» Materials provided:

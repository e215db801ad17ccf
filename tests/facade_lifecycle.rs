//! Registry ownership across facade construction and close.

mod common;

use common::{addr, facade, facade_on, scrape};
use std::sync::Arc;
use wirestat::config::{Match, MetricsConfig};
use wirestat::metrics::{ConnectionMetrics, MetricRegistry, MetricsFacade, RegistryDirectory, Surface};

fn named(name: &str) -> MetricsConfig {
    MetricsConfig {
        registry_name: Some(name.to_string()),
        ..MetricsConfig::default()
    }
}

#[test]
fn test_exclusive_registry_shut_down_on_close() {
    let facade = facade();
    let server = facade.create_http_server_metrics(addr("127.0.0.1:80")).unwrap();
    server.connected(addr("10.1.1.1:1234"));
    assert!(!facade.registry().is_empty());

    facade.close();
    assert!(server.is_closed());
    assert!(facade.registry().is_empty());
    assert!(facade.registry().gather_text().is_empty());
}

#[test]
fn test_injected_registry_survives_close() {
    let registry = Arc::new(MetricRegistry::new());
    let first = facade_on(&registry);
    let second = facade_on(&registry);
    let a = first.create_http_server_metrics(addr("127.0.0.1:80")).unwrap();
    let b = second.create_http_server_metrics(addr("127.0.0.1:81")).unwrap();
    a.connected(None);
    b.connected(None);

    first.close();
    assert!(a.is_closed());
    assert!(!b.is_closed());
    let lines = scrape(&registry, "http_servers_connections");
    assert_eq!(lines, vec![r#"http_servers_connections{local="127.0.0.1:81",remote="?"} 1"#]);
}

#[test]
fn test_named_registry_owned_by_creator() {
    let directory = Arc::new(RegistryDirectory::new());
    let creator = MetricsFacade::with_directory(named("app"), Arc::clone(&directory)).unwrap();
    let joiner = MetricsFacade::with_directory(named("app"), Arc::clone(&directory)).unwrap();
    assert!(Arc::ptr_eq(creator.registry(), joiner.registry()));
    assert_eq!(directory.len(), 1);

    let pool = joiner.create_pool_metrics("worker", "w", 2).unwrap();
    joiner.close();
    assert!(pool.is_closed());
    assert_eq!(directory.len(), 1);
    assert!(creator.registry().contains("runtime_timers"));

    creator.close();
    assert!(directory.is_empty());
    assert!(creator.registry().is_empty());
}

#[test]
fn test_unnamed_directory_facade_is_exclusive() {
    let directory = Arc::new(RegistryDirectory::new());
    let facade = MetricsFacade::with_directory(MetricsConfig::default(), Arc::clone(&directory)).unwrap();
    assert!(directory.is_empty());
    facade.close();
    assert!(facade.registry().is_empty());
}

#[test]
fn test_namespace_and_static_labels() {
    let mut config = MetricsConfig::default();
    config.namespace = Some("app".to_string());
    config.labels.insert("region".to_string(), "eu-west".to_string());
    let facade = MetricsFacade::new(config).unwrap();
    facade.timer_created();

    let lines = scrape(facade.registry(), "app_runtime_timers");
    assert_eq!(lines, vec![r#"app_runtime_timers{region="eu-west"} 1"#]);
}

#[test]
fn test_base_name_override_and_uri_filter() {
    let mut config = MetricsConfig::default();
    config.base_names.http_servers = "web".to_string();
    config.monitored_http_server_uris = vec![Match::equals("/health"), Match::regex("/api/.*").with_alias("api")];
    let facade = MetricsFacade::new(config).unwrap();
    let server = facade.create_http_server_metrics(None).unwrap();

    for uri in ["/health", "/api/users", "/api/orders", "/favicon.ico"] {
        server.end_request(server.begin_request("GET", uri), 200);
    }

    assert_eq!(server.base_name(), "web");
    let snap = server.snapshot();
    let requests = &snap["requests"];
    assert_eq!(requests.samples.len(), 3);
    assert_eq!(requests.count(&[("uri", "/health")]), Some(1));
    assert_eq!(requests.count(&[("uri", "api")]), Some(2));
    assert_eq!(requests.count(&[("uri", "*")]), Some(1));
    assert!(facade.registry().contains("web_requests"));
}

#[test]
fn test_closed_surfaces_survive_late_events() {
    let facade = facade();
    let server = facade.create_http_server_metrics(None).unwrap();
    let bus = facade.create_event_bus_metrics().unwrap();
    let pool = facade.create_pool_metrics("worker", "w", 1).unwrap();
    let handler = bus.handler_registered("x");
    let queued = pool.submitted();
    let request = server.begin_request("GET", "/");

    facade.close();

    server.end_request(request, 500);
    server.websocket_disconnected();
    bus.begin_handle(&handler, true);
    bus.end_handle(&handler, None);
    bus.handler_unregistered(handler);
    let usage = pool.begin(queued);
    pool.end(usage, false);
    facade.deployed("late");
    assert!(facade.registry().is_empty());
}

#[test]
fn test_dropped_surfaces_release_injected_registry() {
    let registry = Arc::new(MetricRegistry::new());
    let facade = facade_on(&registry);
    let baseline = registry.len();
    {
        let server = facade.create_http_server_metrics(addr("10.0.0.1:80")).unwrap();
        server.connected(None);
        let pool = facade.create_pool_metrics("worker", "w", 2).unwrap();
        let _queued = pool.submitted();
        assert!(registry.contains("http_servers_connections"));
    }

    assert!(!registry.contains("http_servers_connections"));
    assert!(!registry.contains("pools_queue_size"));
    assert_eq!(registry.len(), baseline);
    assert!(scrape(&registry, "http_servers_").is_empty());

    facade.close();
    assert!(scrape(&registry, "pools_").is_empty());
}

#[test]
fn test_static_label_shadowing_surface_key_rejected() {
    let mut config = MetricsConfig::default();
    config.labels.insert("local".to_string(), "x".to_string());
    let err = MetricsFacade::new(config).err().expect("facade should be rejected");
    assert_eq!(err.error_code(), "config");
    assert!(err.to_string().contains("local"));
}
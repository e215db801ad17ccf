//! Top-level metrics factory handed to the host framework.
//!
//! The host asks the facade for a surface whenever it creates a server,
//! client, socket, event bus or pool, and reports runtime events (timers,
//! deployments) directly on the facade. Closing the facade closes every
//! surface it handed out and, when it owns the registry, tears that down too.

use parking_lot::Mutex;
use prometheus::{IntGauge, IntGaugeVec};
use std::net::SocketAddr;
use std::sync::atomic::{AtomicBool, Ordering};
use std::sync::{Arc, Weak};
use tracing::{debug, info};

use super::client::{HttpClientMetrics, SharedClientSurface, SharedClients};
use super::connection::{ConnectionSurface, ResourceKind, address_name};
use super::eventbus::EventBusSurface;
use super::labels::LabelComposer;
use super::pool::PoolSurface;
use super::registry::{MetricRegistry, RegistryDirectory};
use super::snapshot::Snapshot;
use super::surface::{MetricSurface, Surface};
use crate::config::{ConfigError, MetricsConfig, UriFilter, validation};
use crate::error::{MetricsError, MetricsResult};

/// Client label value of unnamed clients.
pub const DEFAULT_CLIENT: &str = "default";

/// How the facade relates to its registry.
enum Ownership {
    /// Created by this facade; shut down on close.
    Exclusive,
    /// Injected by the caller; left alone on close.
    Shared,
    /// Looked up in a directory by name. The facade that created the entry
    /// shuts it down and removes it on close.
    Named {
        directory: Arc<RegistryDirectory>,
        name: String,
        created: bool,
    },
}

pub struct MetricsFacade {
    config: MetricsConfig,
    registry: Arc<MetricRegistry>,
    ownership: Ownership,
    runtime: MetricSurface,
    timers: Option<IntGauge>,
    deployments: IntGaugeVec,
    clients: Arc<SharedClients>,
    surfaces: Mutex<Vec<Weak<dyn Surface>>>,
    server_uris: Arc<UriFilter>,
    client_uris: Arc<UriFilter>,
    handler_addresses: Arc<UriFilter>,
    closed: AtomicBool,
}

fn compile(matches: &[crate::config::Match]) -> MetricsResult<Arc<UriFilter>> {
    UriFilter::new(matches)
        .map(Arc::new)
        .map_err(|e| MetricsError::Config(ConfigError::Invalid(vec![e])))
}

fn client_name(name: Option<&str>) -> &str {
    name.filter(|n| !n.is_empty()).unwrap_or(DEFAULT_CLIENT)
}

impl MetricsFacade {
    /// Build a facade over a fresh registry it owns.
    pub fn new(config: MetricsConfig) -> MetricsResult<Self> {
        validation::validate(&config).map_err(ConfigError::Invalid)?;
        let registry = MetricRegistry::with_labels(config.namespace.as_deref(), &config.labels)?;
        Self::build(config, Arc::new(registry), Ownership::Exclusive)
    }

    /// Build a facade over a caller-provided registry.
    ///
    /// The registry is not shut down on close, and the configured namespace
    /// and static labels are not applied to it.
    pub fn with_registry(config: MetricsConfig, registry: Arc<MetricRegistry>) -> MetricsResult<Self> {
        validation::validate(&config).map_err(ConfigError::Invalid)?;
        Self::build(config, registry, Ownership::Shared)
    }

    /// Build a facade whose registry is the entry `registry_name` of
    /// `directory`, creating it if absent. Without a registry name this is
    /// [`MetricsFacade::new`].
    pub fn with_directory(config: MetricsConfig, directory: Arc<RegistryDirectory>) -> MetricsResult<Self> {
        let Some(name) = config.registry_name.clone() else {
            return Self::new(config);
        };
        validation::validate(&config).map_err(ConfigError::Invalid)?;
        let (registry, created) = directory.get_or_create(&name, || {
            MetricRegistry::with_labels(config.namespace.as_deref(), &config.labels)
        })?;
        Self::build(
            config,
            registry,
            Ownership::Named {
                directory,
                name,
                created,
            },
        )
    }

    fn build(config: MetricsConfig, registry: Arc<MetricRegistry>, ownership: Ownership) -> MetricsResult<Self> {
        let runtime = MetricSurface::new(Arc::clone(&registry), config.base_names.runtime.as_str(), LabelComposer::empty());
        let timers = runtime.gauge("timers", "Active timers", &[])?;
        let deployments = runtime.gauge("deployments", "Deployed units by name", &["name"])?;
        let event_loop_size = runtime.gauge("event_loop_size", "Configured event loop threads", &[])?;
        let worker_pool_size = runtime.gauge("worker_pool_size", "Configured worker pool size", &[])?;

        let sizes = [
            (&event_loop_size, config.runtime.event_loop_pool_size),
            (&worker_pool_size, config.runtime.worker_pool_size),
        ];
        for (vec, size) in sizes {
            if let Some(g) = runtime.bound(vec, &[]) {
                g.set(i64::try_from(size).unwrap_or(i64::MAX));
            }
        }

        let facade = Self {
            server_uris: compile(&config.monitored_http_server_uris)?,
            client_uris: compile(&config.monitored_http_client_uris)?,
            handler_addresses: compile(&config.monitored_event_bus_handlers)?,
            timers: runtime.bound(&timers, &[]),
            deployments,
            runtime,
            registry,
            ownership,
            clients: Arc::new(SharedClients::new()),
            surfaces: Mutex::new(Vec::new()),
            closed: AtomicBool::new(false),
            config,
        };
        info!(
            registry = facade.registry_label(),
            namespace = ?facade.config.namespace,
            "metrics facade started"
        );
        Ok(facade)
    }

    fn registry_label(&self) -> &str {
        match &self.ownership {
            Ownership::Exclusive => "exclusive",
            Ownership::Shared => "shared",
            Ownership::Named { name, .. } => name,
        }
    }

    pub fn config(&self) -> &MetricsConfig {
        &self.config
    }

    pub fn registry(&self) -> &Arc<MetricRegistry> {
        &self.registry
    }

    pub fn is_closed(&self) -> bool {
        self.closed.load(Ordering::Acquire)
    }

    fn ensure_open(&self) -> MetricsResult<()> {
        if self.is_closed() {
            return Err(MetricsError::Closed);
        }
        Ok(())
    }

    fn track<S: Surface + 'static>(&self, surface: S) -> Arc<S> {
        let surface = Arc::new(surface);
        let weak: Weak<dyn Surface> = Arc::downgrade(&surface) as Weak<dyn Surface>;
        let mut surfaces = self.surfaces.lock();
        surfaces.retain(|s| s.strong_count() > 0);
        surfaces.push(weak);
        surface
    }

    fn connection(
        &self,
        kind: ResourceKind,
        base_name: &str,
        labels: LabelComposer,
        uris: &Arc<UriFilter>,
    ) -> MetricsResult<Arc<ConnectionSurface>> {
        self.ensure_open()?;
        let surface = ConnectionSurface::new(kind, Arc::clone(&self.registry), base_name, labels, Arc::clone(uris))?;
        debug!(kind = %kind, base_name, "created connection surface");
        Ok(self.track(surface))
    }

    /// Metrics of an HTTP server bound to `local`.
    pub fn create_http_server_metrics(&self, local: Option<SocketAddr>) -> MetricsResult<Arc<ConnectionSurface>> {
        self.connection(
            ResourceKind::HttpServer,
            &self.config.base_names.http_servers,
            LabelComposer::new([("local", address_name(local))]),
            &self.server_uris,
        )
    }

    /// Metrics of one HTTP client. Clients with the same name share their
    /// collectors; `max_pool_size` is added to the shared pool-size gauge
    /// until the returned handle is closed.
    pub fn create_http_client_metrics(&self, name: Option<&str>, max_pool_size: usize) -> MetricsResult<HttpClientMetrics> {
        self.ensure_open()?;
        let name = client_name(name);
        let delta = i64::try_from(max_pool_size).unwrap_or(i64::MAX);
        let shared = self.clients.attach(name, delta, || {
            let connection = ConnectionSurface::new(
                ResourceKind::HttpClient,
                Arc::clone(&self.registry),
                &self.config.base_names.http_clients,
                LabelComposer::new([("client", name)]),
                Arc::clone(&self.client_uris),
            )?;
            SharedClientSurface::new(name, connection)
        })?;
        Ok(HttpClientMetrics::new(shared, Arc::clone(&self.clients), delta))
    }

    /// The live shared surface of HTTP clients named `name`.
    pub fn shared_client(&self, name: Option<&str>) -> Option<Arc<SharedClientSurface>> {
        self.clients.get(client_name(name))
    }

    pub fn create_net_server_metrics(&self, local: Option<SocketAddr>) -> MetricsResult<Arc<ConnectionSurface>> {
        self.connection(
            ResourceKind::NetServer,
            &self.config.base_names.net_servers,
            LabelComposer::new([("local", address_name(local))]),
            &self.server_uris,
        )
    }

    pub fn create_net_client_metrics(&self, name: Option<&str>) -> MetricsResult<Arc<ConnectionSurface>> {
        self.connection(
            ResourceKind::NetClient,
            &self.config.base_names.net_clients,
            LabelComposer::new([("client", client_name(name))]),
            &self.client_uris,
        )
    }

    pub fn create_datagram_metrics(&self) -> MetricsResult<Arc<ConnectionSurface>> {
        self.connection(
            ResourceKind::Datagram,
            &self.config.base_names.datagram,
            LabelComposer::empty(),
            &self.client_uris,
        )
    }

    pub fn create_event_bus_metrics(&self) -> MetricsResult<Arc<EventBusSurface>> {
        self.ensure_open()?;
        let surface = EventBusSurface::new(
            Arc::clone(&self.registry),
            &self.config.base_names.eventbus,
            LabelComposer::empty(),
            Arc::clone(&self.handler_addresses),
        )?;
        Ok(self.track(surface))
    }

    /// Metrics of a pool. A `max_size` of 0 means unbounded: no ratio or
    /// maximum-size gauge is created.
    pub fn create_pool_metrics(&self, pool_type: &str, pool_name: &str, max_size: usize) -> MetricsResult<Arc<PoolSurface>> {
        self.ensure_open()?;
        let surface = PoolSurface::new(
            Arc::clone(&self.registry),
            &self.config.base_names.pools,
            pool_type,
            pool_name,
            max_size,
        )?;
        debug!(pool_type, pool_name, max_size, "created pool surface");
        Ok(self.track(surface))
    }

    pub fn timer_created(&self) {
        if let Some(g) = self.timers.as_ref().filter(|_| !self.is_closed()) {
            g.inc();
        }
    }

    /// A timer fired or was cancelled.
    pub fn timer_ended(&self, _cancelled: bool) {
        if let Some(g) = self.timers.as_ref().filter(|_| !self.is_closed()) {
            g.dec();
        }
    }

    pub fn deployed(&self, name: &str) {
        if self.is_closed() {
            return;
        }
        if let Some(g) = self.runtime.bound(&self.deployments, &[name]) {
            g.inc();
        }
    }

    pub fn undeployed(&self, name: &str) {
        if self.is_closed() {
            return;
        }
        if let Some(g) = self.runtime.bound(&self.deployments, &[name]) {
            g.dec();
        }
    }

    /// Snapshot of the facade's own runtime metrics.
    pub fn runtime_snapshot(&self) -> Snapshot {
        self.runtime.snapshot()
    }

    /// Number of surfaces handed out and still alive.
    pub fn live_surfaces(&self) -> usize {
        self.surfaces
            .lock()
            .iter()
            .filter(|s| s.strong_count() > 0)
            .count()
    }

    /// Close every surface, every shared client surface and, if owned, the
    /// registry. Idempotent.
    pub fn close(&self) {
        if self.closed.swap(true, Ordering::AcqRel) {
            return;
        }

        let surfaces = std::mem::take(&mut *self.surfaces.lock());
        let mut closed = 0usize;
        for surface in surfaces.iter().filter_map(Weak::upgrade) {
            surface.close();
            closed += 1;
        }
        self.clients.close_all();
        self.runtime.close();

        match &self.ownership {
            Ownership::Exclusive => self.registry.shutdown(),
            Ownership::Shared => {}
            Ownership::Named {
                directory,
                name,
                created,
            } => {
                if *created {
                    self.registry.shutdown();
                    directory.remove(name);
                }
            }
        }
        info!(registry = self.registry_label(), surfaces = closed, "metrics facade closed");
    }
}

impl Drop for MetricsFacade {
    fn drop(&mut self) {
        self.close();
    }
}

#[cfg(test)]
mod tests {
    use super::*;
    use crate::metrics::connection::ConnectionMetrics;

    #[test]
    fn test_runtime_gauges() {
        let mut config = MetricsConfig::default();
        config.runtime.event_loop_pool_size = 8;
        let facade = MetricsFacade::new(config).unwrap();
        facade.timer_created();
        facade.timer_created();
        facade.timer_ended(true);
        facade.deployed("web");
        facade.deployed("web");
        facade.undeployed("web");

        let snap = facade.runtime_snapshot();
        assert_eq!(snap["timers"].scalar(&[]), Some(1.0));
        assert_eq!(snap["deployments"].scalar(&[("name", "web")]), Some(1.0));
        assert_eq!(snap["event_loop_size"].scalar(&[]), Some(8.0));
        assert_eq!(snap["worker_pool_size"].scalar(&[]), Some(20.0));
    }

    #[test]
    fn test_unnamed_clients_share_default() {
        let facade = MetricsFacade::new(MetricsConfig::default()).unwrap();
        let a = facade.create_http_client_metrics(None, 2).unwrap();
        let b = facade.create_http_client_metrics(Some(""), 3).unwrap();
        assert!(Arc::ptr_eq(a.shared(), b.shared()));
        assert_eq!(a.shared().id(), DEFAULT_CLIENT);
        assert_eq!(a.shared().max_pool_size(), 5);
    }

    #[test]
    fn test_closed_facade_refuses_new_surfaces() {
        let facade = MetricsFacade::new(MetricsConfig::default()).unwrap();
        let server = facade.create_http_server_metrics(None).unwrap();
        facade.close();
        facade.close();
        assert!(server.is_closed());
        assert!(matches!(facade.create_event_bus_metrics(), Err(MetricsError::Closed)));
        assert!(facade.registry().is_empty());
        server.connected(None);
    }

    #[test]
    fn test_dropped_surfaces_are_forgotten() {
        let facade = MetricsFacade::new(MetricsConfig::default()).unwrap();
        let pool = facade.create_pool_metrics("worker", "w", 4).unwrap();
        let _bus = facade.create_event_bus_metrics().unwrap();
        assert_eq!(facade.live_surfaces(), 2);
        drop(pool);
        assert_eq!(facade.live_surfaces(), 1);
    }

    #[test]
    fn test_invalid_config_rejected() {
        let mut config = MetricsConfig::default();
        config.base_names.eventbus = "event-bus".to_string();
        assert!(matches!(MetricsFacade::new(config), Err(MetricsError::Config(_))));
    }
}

» Brief:
Whenever a line of the entries contains "PoolSurface", it counts toward the total; state that total alone.

» Answer space:
3